スイスの鉄道の特色をコンパクトかつ説得的に紹介しています。


スイスの鉄道は便利で正確──というのがスイスの鉄道に対する一般的な評価です。その便利さはどこから来るのかを詳しく解説しているのがこの本です。
スイスの電車のスピードは実は遅く,高速新線もごく一部(チューリッヒ・ベルン間)だけにしか存在していません。にもかかわらず鉄道による移動はドイツ国内よりも便利に感じます。その理由として本書は次のような要素を挙げています(本書・40頁以下)。

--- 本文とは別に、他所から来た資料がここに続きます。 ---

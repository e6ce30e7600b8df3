//! # FluxDB Client
//!
//! A blocking TCP client for the FluxDB document store:
//! - Typed document operations (insert / find / update / delete / index / get)
//! - Line-oriented text protocol with newline-delimited reply framing
//! - Lenient reply decoding: server refusals become values, never panics
//! - One reconnect attempt after a dropped connection, reported explicitly
//!
//! ## Architecture Overview
//!
//! ```text
//! ┌─────────────────────────────────────────────────────────────┐
//! │                         Client                               │
//! │              (typed operations → Outcome<T>)                 │
//! └─────────────────────┬───────────────────────────────────────┘
//!                       │
//!          ┌────────────┴────────────┐
//!          │                         │
//!          ▼                         ▼
//!   ┌─────────────┐          ┌─────────────┐
//!   │   Encoder   │          │   Decoder   │
//!   │  (Command)  │          │   (Reply)   │
//!   └──────┬──────┘          └──────▲──────┘
//!          │                        │
//!          ▼                        │
//! ┌─────────────────────────────────┴───────────────────────────┐
//! │                   Connection Manager                         │
//! │         (one socket, framed reads, reconnect once)           │
//! └─────────────────────┬───────────────────────────────────────┘
//!                       │ TCP
//!                       ▼
//!                 FluxDB server
//! ```

// =============================================================================
// Module Declarations
// =============================================================================

pub mod error;
pub mod config;

pub mod document;
pub mod outcome;
pub mod protocol;
pub mod network;
pub mod client;

// =============================================================================
// Public API Re-exports
// =============================================================================

pub use error::{FluxError, Result};
pub use config::{ClientConfig, FramingMode};
pub use document::{document_from, DocId, Document, Query};
pub use outcome::Outcome;
pub use protocol::{GetFilter, IndexKind, Reply};
pub use network::{Connection, Exchange};
pub use client::{Client, SharedClient};

// =============================================================================
// Version Info
// =============================================================================

/// Current version of the FluxDB client
pub const VERSION: &str = env!("CARGO_PKG_VERSION");
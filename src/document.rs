//! Documents and queries
//!
//! Documents are schema-less JSON objects. Queries are JSON objects too:
//! each field maps either to a literal (equality match) or to a predicate
//! object built from `$gt` / `$lt` (open-interval range match). The client
//! never evaluates a query, it only serializes it.

use serde::{Deserialize, Serialize};
use serde_json::{Map, Value};

/// Server-assigned document identifier
pub type DocId = u64;

/// A schema-less document (field order is preserved)
pub type Document = Map<String, Value>;

/// Field injected into documents decoded from a listing
pub const ID_FIELD: &str = "_id";

/// Range operator: strictly greater than
pub const OP_GT: &str = "$gt";

/// Range operator: strictly less than
pub const OP_LT: &str = "$lt";

/// A FIND query
///
/// ```
/// use fluxdb::Query;
/// use serde_json::json;
///
/// let q = Query::new().eq("role", "admin").range("level", 10, 20);
/// assert_eq!(
///     q.to_value(),
///     json!({"role": "admin", "level": {"$gt": 10, "$lt": 20}})
/// );
/// ```
#[derive(Debug, Clone, Default, PartialEq, Serialize, Deserialize)]
#[serde(transparent)]
pub struct Query {
    fields: Map<String, Value>,
}

impl Query {
    pub fn new() -> Self {
        Self::default()
    }

    /// Match documents whose `field` equals `value`
    pub fn eq(mut self, field: impl Into<String>, value: impl Into<Value>) -> Self {
        self.fields.insert(field.into(), value.into());
        self
    }

    /// Match documents whose `field` is strictly greater than `bound`
    pub fn gt(self, field: impl Into<String>, bound: impl Into<Value>) -> Self {
        self.predicate(field.into(), OP_GT, bound.into())
    }

    /// Match documents whose `field` is strictly less than `bound`
    pub fn lt(self, field: impl Into<String>, bound: impl Into<Value>) -> Self {
        self.predicate(field.into(), OP_LT, bound.into())
    }

    /// Match documents whose `field` lies in the open interval `(low, high)`
    pub fn range(
        self,
        field: impl Into<String>,
        low: impl Into<Value>,
        high: impl Into<Value>,
    ) -> Self {
        let field = field.into();
        self.predicate(field.clone(), OP_GT, low.into())
            .predicate(field, OP_LT, high.into())
    }

    // Merges into an existing predicate object; an earlier literal on the
    // same field is replaced.
    fn predicate(mut self, field: String, op: &str, bound: Value) -> Self {
        let entry = self
            .fields
            .entry(field)
            .or_insert_with(|| Value::Object(Map::new()));
        if !entry.is_object() {
            *entry = Value::Object(Map::new());
        }
        if let Value::Object(ops) = entry {
            ops.insert(op.to_string(), bound);
        }
        self
    }

    pub fn is_empty(&self) -> bool {
        self.fields.is_empty()
    }

    pub fn len(&self) -> usize {
        self.fields.len()
    }

    pub fn fields(&self) -> &Map<String, Value> {
        &self.fields
    }

    pub fn to_value(&self) -> Value {
        Value::Object(self.fields.clone())
    }
}

impl From<Map<String, Value>> for Query {
    fn from(fields: Map<String, Value>) -> Self {
        Self { fields }
    }
}

/// Build a document from a `json!` object literal
///
/// Returns `None` when `value` is not an object.
pub fn document_from(value: Value) -> Option<Document> {
    match value {
        Value::Object(map) => Some(map),
        _ => None,
    }
}

#[cfg(test)]
mod tests {
    use super::*;
    use serde_json::json;

    #[test]
    fn test_query_equality_and_range() {
        let q = Query::new().eq("xp", 10).gt("level", 3).lt("level", 9);
        assert_eq!(q.len(), 2);
        assert_eq!(q.to_value(), json!({"xp": 10, "level": {"$gt": 3, "$lt": 9}}));
    }

    #[test]
    fn test_predicate_replaces_literal() {
        let q = Query::new().eq("level", 5).lt("level", 9);
        assert_eq!(q.to_value(), json!({"level": {"$lt": 9}}));
    }

    #[test]
    fn test_document_from_rejects_non_objects() {
        assert!(document_from(json!([1, 2])).is_none());
        assert_eq!(document_from(json!({"a": 1})).unwrap().len(), 1);
    }
}
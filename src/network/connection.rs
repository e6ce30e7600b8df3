//! Connection Manager
//!
//! Owns the client's single socket to the server.

use std::io::{self, BufRead, BufReader, BufWriter, Read};
use std::net::{Shutdown, TcpStream, ToSocketAddrs};

use crate::config::{ClientConfig, FramingMode};
use crate::error::{FluxError, Result};
use crate::protocol::{
    has_open_body, read_delimited_reply, read_heuristic_reply, read_until_idle, write_command,
    CONNECTION_LOST,
};

/// Result of one round trip
#[derive(Debug, Clone, PartialEq, Eq)]
pub enum Exchange {
    /// Reply text from the server, trailing whitespace removed
    Reply(String),

    /// The socket failed during the round trip. The connection was
    /// re-established (if possible) but the command was not resent, so
    /// whether the server applied it is unknown.
    ConnectionLost,
}

impl Exchange {
    /// Reply text, or the `ERROR CONNECTION_LOST` sentinel
    pub fn text(&self) -> &str {
        match self {
            Exchange::Reply(text) => text,
            Exchange::ConnectionLost => CONNECTION_LOST,
        }
    }

    pub fn is_connection_lost(&self) -> bool {
        matches!(self, Exchange::ConnectionLost)
    }

    pub fn into_reply(self) -> Option<String> {
        match self {
            Exchange::Reply(text) => Some(text),
            Exchange::ConnectionLost => None,
        }
    }
}

/// A live socket, split into buffered read and write halves
struct Link {
    /// TCP stream reader (buffered for line framing)
    reader: BufReader<TcpStream>,

    /// TCP stream writer
    writer: BufWriter<TcpStream>,

    /// Peer address for logging
    peer_addr: String,
}

impl Link {
    /// Connect to the configured server, trying each resolved address
    fn open(config: &ClientConfig) -> Result<Self> {
        let mut last_err = None;

        for addr in (config.host.as_str(), config.port).to_socket_addrs()? {
            let attempt = match config.connect_timeout() {
                Some(timeout) => TcpStream::connect_timeout(&addr, timeout),
                None => TcpStream::connect(addr),
            };
            match attempt {
                Ok(stream) => return Self::from_stream(stream, config),
                Err(e) => last_err = Some(e),
            }
        }

        Err(last_err
            .unwrap_or_else(|| {
                io::Error::new(io::ErrorKind::AddrNotAvailable, "host resolved to no addresses")
            })
            .into())
    }

    fn from_stream(stream: TcpStream, config: &ClientConfig) -> Result<Self> {
        let peer_addr = stream
            .peer_addr()
            .map(|a| a.to_string())
            .unwrap_or_else(|_| "unknown".to_string());

        // Disable Nagle's algorithm: every command is a small single write
        stream.set_nodelay(true)?;
        stream.set_read_timeout(config.read_timeout())?;
        stream.set_write_timeout(config.write_timeout())?;

        let read_stream = stream.try_clone()?;
        let write_stream = stream;

        Ok(Self {
            reader: BufReader::with_capacity(config.read_buffer_size.max(1), read_stream),
            writer: BufWriter::new(write_stream),
            peer_addr,
        })
    }

    fn round_trip(&mut self, command: &str, config: &ClientConfig) -> io::Result<String> {
        self.discard_stale()?;
        write_command(&mut self.writer, command)?;
        self.read_reply(config)
    }

    fn read_reply(&mut self, config: &ClientConfig) -> io::Result<String> {
        match config.framing {
            FramingMode::Delimited => {
                let mut reply = read_delimited_reply(&mut self.reader)?;
                if has_open_body(&reply) {
                    reply.push_str(&self.read_open_body(config)?);
                }
                Ok(reply)
            }
            FramingMode::Heuristic => read_heuristic_reply(&mut self.reader, config.read_buffer_size),
        }
    }

    /// Read the rest of a reply with no announced length, until the socket
    /// stays quiet for the configured idle window
    fn read_open_body(&mut self, config: &ClientConfig) -> io::Result<String> {
        let Some(idle) = config.body_idle() else {
            return Ok(String::new());
        };

        self.reader.get_ref().set_read_timeout(Some(idle))?;
        let body = read_until_idle(&mut self.reader);
        self.reader.get_ref().set_read_timeout(config.read_timeout())?;
        body
    }

    /// Throw away bytes left over from an earlier reply
    ///
    /// The protocol never pipelines, so anything readable before a command
    /// is written belongs to a reply that was already returned. Leaving it
    /// would shift every later reply by one.
    fn discard_stale(&mut self) -> io::Result<()> {
        let mut discarded = self.reader.buffer().len();
        self.reader.consume(discarded);

        let stream = self.reader.get_mut();
        stream.set_nonblocking(true)?;
        let mut scratch = [0u8; 1024];
        let result = loop {
            match stream.read(&mut scratch) {
                // Peer closed; the round trip itself reports it
                Ok(0) => break Ok(()),
                Ok(n) => discarded += n,
                Err(e) if e.kind() == io::ErrorKind::WouldBlock => break Ok(()),
                Err(e) if e.kind() == io::ErrorKind::Interrupted => continue,
                Err(e) => break Err(e),
            }
        };
        stream.set_nonblocking(false)?;

        if discarded > 0 {
            tracing::warn!(
                "Discarded {} stale bytes from {} before sending",
                discarded,
                self.peer_addr
            );
        }
        result
    }

    fn shutdown(&self) {
        if let Err(e) = self.writer.get_ref().shutdown(Shutdown::Both) {
            tracing::trace!("Shutdown of {} failed: {}", self.peer_addr, e);
        }
    }
}

/// Manages the connection to one FluxDB server
///
/// Holds at most one socket. A transport failure drops the socket and
/// triggers exactly one reconnect attempt; the failed command is reported
/// as [`Exchange::ConnectionLost`] and never resent.
///
/// Not safe for concurrent use: one round trip must complete before the
/// next begins, which `&mut self` enforces.
pub struct Connection {
    config: ClientConfig,
    link: Option<Link>,
}

impl Connection {
    /// Create an unconnected manager
    pub fn new(config: ClientConfig) -> Self {
        Self { config, link: None }
    }

    /// Create a manager and attempt the first connection
    ///
    /// A refused connection is not an error here; the first command will
    /// report [`FluxError::NotConnected`].
    pub fn open(config: ClientConfig) -> Self {
        let mut connection = Self::new(config);
        connection.connect();
        connection
    }

    /// (Re)establish the socket, replacing any existing one
    ///
    /// Returns whether a socket is now held. Failures are logged, not raised.
    pub fn connect(&mut self) -> bool {
        self.close();

        let addr = self.config.addr();
        match Link::open(&self.config) {
            Ok(link) => {
                tracing::info!("Connected to FluxDB at {}", link.peer_addr);
                self.link = Some(link);
                true
            }
            Err(e) => {
                tracing::warn!("Could not connect to {}: {}. Is the server running?", addr, e);
                false
            }
        }
    }

    /// Send one command line and read its reply
    ///
    /// Fails only when no socket is held. Socket errors during the round
    /// trip are absorbed into [`Exchange::ConnectionLost`].
    pub fn send_and_receive(&mut self, command: &str) -> Result<Exchange> {
        let result = match self.link.as_mut() {
            Some(link) => link.round_trip(command, &self.config),
            None => {
                return Err(FluxError::NotConnected {
                    addr: self.config.addr(),
                })
            }
        };

        match result {
            Ok(text) => {
                tracing::trace!("-> {:?} <- {:?}", command, text);
                Ok(Exchange::Reply(text.trim_end().to_string()))
            }
            Err(e) => {
                tracing::warn!("Socket error on {:?}: {}", command, e);
                self.reconnect_after_failure();
                Ok(Exchange::ConnectionLost)
            }
        }
    }

    fn reconnect_after_failure(&mut self) {
        if let Some(link) = self.link.take() {
            tracing::debug!("Dropping connection to {}", link.peer_addr);
            link.shutdown();
        }
        if !self.connect() {
            tracing::debug!("Reconnect to {} failed; connection left unset", self.config.addr());
        }
    }

    /// Release the socket, if any
    pub fn close(&mut self) {
        if let Some(link) = self.link.take() {
            tracing::debug!("Closing connection to {}", link.peer_addr);
            link.shutdown();
        }
    }

    pub fn is_connected(&self) -> bool {
        self.link.is_some()
    }

    /// Get the peer address string of the live socket
    pub fn peer_addr(&self) -> Option<&str> {
        self.link.as_ref().map(|link| link.peer_addr.as_str())
    }

    pub fn config(&self) -> &ClientConfig {
        &self.config
    }
}

impl Drop for Connection {
    fn drop(&mut self) {
        self.close();
    }
}

impl std::fmt::Debug for Connection {
    fn fmt(&self, f: &mut std::fmt::Formatter<'_>) -> std::fmt::Result {
        f.debug_struct("Connection")
            .field("addr", &self.config.addr())
            .field("peer_addr", &self.peer_addr())
            .finish()
    }
}
//! Operation outcomes
//!
//! Separates "the server said no" from "the connection dropped and the
//! result is unknown", so callers can decide whether to retry.

/// Result of one typed operation
#[must_use]
#[derive(Debug, Clone, PartialEq)]
pub enum Outcome<T> {
    /// The server acknowledged the command
    Success(T),

    /// The server answered with an error or an unexpected reply
    Failed(String),

    /// The socket failed mid-command; the command may or may not have been
    /// applied
    TransportFailure,
}

impl<T> Outcome<T> {
    pub fn is_success(&self) -> bool {
        matches!(self, Outcome::Success(_))
    }

    pub fn is_transport_failure(&self) -> bool {
        matches!(self, Outcome::TransportFailure)
    }

    /// The value on success, `None` otherwise
    pub fn success(self) -> Option<T> {
        match self {
            Outcome::Success(value) => Some(value),
            _ => None,
        }
    }

    /// Reply text of a server-side failure
    pub fn failure_reason(&self) -> Option<&str> {
        match self {
            Outcome::Failed(reason) => Some(reason),
            _ => None,
        }
    }

    pub fn map<U, F: FnOnce(T) -> U>(self, f: F) -> Outcome<U> {
        match self {
            Outcome::Success(value) => Outcome::Success(f(value)),
            Outcome::Failed(reason) => Outcome::Failed(reason),
            Outcome::TransportFailure => Outcome::TransportFailure,
        }
    }

    pub fn unwrap_or(self, default: T) -> T {
        self.success().unwrap_or(default)
    }
}

impl<T: Default> Outcome<T> {
    /// The value on success, `T::default()` otherwise (empty list, `()`)
    pub fn unwrap_or_default(self) -> T {
        self.success().unwrap_or_default()
    }
}
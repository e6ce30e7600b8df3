//! Protocol Module
//!
//! Defines the line-oriented text protocol spoken with a FluxDB server.
//!
//! ## Commands
//! - `INSERT <json>`            - store a document
//! - `FIND <json query>`        - ids (and documents) matching a query
//! - `UPDATE <id> <json>`       - overwrite a document
//! - `DELETE <id>`              - remove a document
//! - `INDEX <field> <kind>`     - request an index (0 = hash, 1 = sorted)
//! - `GET [id | start-end]`     - fetch documents by id
//! - administrative commands (`USE`, `FLUSHDB`, `CONFIG ADAPTIVE 1`, ...)
//!
//! ## Replies
//! The first line decides the shape:
//! - `OK ID=<id>`
//! - `OK COUNT=<n>` then `n` lines of `ID <id>` or `ID <id> <json>`
//! - `OK UPDATED`, `OK DELETED`, `OK INDEX_CREATED`
//! - `OK {<json>}`
//! - `ERROR <reason>`

mod command;
mod response;
mod codec;

pub use command::{Command, CommandType, ConfigParam, GetFilter, IndexKind};
pub use response::{ListingEntry, Reply};
pub use codec::{
    decode_reply, encode_command, has_open_body, listing_len, read_delimited_reply,
    read_heuristic_reply, read_until_idle, write_command, CONNECTION_LOST,
};
//! Network Module
//!
//! TCP connection handling.
//!
//! ## Architecture
//! - One socket per client, opened on construction
//! - Blocking write, framed blocking read
//! - One reconnect attempt after a socket error, no resend

mod connection;

pub use connection::{Connection, Exchange};
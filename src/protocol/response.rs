//! Response definitions
//!
//! Represents decoded server replies.

use crate::document::{DocId, Document};

/// One line of an `OK COUNT=` listing
#[derive(Debug, Clone, PartialEq)]
pub struct ListingEntry {
    pub id: DocId,

    /// Present when the line carried a JSON document (`_id` injected)
    pub document: Option<Document>,
}

/// A reply, classified by the prefix of its first line
#[derive(Debug, Clone, PartialEq)]
pub enum Reply {
    /// `OK ID=<id>`
    Inserted(DocId),

    /// `OK COUNT=<n>` followed by `ID ...` lines
    Listing(Vec<ListingEntry>),

    /// `OK UPDATED`
    Updated,

    /// `OK DELETED`
    Deleted,

    /// `OK INDEX_CREATED` anywhere in the reply
    IndexCreated,

    /// `OK {...}`
    Object(Document),

    /// Any other `OK <text>` acknowledgement (text after `OK `)
    Ack(String),

    /// `ERROR <reason>`
    Error(String),

    /// Anything else, kept verbatim
    Unrecognized(String),
}

impl Reply {
    pub fn is_ok(&self) -> bool {
        !matches!(self, Reply::Error(_) | Reply::Unrecognized(_))
    }

    /// Ids of a listing, in server order
    pub fn ids(&self) -> Option<Vec<DocId>> {
        match self {
            Reply::Listing(entries) => Some(entries.iter().map(|e| e.id).collect()),
            _ => None,
        }
    }

    /// Short description used as the failure reason of an operation
    pub fn describe(&self) -> String {
        match self {
            Reply::Inserted(id) => format!("OK ID={}", id),
            Reply::Listing(entries) => format!("OK COUNT={}", entries.len()),
            Reply::Updated => "OK UPDATED".to_string(),
            Reply::Deleted => "OK DELETED".to_string(),
            Reply::IndexCreated => "OK INDEX_CREATED".to_string(),
            Reply::Object(_) => "OK {...}".to_string(),
            Reply::Ack(text) => format!("OK {}", text),
            Reply::Error(reason) => format!("ERROR {}", reason),
            Reply::Unrecognized(text) => text.clone(),
        }
    }
}
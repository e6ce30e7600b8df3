//! Configuration for the FluxDB client
//!
//! Centralized configuration with sensible defaults.

use std::time::Duration;

use crate::error::{FluxError, Result};

/// Main configuration for a FluxDB client instance
#[derive(Debug, Clone)]
pub struct ClientConfig {
    // -------------------------------------------------------------------------
    // Server Address
    // -------------------------------------------------------------------------
    /// Server host name or IP address
    pub host: String,

    /// Server TCP port
    pub port: u16,

    // -------------------------------------------------------------------------
    // Timeouts
    // -------------------------------------------------------------------------
    /// Connect timeout (milliseconds, 0 = OS default)
    pub connect_timeout_ms: u64,

    /// Socket read timeout (milliseconds, 0 = block forever)
    pub read_timeout_ms: u64,

    /// Socket write timeout (milliseconds, 0 = block forever)
    pub write_timeout_ms: u64,

    /// How long a reply body with no announced length may go quiet before
    /// it is complete (milliseconds, 0 = take only what is already buffered)
    pub body_idle_ms: u64,

    // -------------------------------------------------------------------------
    // Framing
    // -------------------------------------------------------------------------
    /// Size of a single read in heuristic framing, and the capacity of
    /// the buffered reader in delimited framing
    pub read_buffer_size: usize,

    /// How the connection decides a reply is complete
    pub framing: FramingMode,
}

/// Reply framing strategy
#[derive(Debug, Clone, Copy, PartialEq, Eq, Default)]
pub enum FramingMode {
    /// Newline-terminated header line, followed by exactly `n` lines when
    /// the header is `OK COUNT=<n>`
    #[default]
    Delimited,

    /// Accumulate chunks until EOF, a read timeout after data, or a short
    /// chunk. Only for servers that do not terminate replies with newlines.
    Heuristic,
}

impl Default for ClientConfig {
    fn default() -> Self {
        Self {
            host: "127.0.0.1".to_string(),
            port: 8080,
            connect_timeout_ms: 5000,
            read_timeout_ms: 5000,
            write_timeout_ms: 5000,
            body_idle_ms: 100,
            read_buffer_size: 4096,
            framing: FramingMode::Delimited,
        }
    }
}

impl ClientConfig {
    /// Create a new config builder
    pub fn builder() -> ClientConfigBuilder {
        ClientConfigBuilder::default()
    }

    /// `host:port` as used for connecting and in log lines
    pub fn addr(&self) -> String {
        format!("{}:{}", self.host, self.port)
    }

    pub(crate) fn connect_timeout(&self) -> Option<Duration> {
        millis(self.connect_timeout_ms)
    }

    pub(crate) fn read_timeout(&self) -> Option<Duration> {
        millis(self.read_timeout_ms)
    }

    pub(crate) fn write_timeout(&self) -> Option<Duration> {
        millis(self.write_timeout_ms)
    }

    pub(crate) fn body_idle(&self) -> Option<Duration> {
        millis(self.body_idle_ms)
    }
}

fn millis(ms: u64) -> Option<Duration> {
    (ms > 0).then(|| Duration::from_millis(ms))
}

/// Builder for ClientConfig
#[derive(Default)]
pub struct ClientConfigBuilder {
    config: ClientConfig,
}

impl ClientConfigBuilder {
    /// Set the server host
    pub fn host(mut self, host: impl Into<String>) -> Self {
        self.config.host = host.into();
        self
    }

    /// Set the server port
    pub fn port(mut self, port: u16) -> Self {
        self.config.port = port;
        self
    }

    /// Set the connect timeout (in milliseconds)
    pub fn connect_timeout_ms(mut self, ms: u64) -> Self {
        self.config.connect_timeout_ms = ms;
        self
    }

    /// Set the read timeout (in milliseconds)
    pub fn read_timeout_ms(mut self, ms: u64) -> Self {
        self.config.read_timeout_ms = ms;
        self
    }

    /// Set the write timeout (in milliseconds)
    pub fn write_timeout_ms(mut self, ms: u64) -> Self {
        self.config.write_timeout_ms = ms;
        self
    }

    /// Set the idle window that ends an open-ended reply body (in milliseconds)
    pub fn body_idle_ms(mut self, ms: u64) -> Self {
        self.config.body_idle_ms = ms;
        self
    }

    /// Set the read buffer size (in bytes)
    pub fn read_buffer_size(mut self, size: usize) -> Self {
        self.config.read_buffer_size = size;
        self
    }

    /// Set the reply framing strategy
    pub fn framing(mut self, framing: FramingMode) -> Self {
        self.config.framing = framing;
        self
    }

    pub fn build(self) -> ClientConfig {
        self.config
    }

    /// Build and reject settings the connection cannot work with
    pub fn try_build(self) -> Result<ClientConfig> {
        let config = self.config;
        if config.host.trim().is_empty() {
            return Err(FluxError::Config("host must not be empty".to_string()));
        }
        if config.port == 0 {
            return Err(FluxError::Config("port must not be 0".to_string()));
        }
        if config.read_buffer_size == 0 {
            return Err(FluxError::Config(
                "read_buffer_size must be greater than 0".to_string(),
            ));
        }
        Ok(config)
    }
}
use std::path::PathBuf;
use citylook::config::{ValueRef, parse, validate};

pub const UI_PATH: ValueRef<'static, PathBuf> = ValueRef {
    names: &["webserver", "paths", "ui"],
    def: "/usr/share/citylook/webserver/resources/ui",
    type_: &parse::FILE_PATH,
    validators: &[],
};

pub const SERVER_ALL_INTERFACES: ValueRef<'static, bool> = ValueRef {
    names: &["webserver", "server", "all-interfaces"],
    def: "true",
    type_: &parse::BOOL,
    validators: &[],
};

pub const SERVER_PORT: ValueRef<'static, u16> = ValueRef {
    names: &["webserver", "server", "port"],
    def: "26800",
    type_: &parse::WEB_PORT,
    validators: &[],
};

pub const SERVER_ROOT_PATH: ValueRef<'static, String> = ValueRef {
    names: &["webserver", "server", "root-path"],
    def: "/",
    type_: &parse::STRING,
    validators: &[validate::WEB_PATH],
};

pub const SERVER_API_PATH: ValueRef<'static, String> = ValueRef {
    names: &["webserver", "server", "paths", "api"],
    def: "/api",
    type_: &parse::STRING,
    validators: &[validate::WEB_PATH],
};

pub const SERVER_UI_PATH: ValueRef<'static, String> = ValueRef {
    names: &["webserver", "server", "paths", "ui"],
    def: "/ui",
    type_: &parse::STRING,
    validators: &[validate::WEB_PATH],
};
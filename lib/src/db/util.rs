use crate::db::{Db, DbResult};
use crate::types::City;

/// Look up a single city, `None` when the identifier matches no row.
///
/// When the identifier unexpectedly matches more than one row, the
/// first in engine result order is returned.
pub fn lookup_city<D>(db: &D, id: i64) -> DbResult<Option<City>>
where
    D: Db + ?Sized,
{
    db.find_cities(id).map(|cs| cs.into_iter().next())
}

#[cfg(test)]
mod tests {
    use crate::db::{Db, DbResult};
    use crate::types::City;
    use super::lookup_city;

    /// In-memory stand-in for the engine gateway.
    struct FakeDb {
        rows: Vec<City>,
    }

    impl Db for FakeDb {
        fn load_dataset(&mut self, _source: &str) -> DbResult<u64> {
            Ok(self.rows.len() as u64)
        }

        fn dataset_loaded(&self) -> bool {
            true
        }

        fn dataset_rows(&self) -> u64 {
            self.rows.len() as u64
        }

        fn find_cities(&self, id: i64) -> DbResult<Vec<City>> {
            Ok(self.rows.iter()
                .filter(|c| c.id == id)
                .cloned()
                .collect())
        }
    }

    fn city(id: i64, name: &str) -> City {
        City { id, name: name.to_owned(), population: 100 * id }
    }

    #[test]
    fn lookup_returns_match() {
        let db = FakeDb { rows: vec![city(1, "Alpha"), city(2, "Beta")] };
        assert_eq!(lookup_city(&db, 2), Ok(Some(city(2, "Beta"))));
    }

    #[test]
    fn lookup_absent_id_returns_none() {
        let db = FakeDb { rows: vec![city(1, "Alpha")] };
        assert_eq!(lookup_city(&db, 9), Ok(None));
    }

    #[test]
    fn lookup_duplicate_ids_returns_first() {
        let db = FakeDb { rows: vec![city(3, "Gamma"), city(3, "Delta")] };
        assert_eq!(lookup_city(&db, 3), Ok(Some(city(3, "Gamma"))));
    }
}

  • 最大30分,もしくは60分待てば次の列車が来る
  • ハブとなる駅に列車を集め,ほぼ同時刻に出発させるダイヤを組むことで,乗り換えの待ち時間を最小にしている
  • ラッシュ時には増発でなく増結で対応
  • バスと鉄道の役割分担を徹底している

日本の公共交通機関と比較すればドイツはまだ接続に気を遣っていると言えますが,スイスはそれがさらに徹底しています。とりあえずある列車に乗れば目的地まで乗り換えであまり待たされる心配がない,という安心感が,スイスの鉄道は便利という評価に繋がっているように思います。
本書の後半では具体的な路線を取り上げて,どのようなダイヤ上の工夫が見られるかを詳しく説明しています。何度か利用したことがある路線でそのような細かな仕掛けがされていたのかと感心させられます。また鉄道料金のことも取り上げられています。スイスの鉄道料金は日本の特急料金込みの値段にほぼ匹敵するという指摘(逆にスイスには特急料金はありません)はなるほどと思いました。半額カードのために政府から補助金が出ていると見うるという本書の見方(本書・140頁)に従うなら,買い物以外にスイスで税金を払っていないドイツ側の利用者は一種のフリーライドなのかとも思いました。